» Aim of the exercise
Return every line of the records that includes the string "crate".

** Opening Provided records block **

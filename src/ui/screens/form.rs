use ratatui::{
    layout::Rect,
    style::{Modifier, Style},
    text::{Line, Span},
    widgets::{Block, Borders, Paragraph},
    Frame,
};

use crate::ui::app::{App, Focus, InputMode};
use crate::ui::theme;

const AMOUNT_PROMPT: &str = "> ";

pub(crate) fn render(f: &mut Frame, area: Rect, app: &App) {
    let form_focused = matches!(app.focus, Focus::Amount | Focus::Category);
    let block = Block::default()
        .borders(Borders::ALL)
        .border_style(theme::pane_border(form_focused))
        .title(Span::styled(" Add Transaction ", theme::pane_title(form_focused)));
    let inner = block.inner(area);

    let field_style = |focused: bool| {
        if focused {
            theme::selected_style()
        } else {
            theme::normal_style()
        }
    };
    let label_style = Style::default()
        .fg(theme::TEXT_DIM)
        .add_modifier(Modifier::BOLD);

    let amount_focused = app.focus == Focus::Amount;
    let category_focused = app.focus == Focus::Category;

    let lines = vec![
        Line::from(Span::styled("Amount", label_style)),
        Line::from(vec![
            Span::styled(AMOUNT_PROMPT, Style::default().fg(theme::ACCENT)),
            Span::styled(app.amount_input.as_str(), field_style(amount_focused)),
        ]),
        Line::from(""),
        Line::from(Span::styled("Category", label_style)),
        Line::from(vec![
            Span::styled("\u{25c0} ", theme::dim_style()),
            Span::styled(
                format!("{:<13}", app.selected_category().as_str()),
                field_style(category_focused),
            ),
            Span::styled(" \u{25b6}", theme::dim_style()),
        ]),
        Line::from(""),
        Line::from(Span::styled(
            "Enter add  \u{00b7}  Tab next field  \u{00b7}  +/- category",
            theme::dim_style(),
        )),
    ];

    f.render_widget(Paragraph::new(lines).block(block), area);

    if amount_focused && app.input_mode == InputMode::Normal && inner.height > 1 {
        let offset = (AMOUNT_PROMPT.len() + app.amount_input.chars().count()) as u16;
        let x = (inner.x + offset).min(inner.right().saturating_sub(1));
        f.set_cursor_position((x, inner.y + 1));
    }
}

** Closing Provided records block **

» Written solution
use crate::ui::app::{App, Focus, InputMode};
use crate::ui::theme;
pub(crate) fn render(f: &mut Frame, area: Rect, app: &App) {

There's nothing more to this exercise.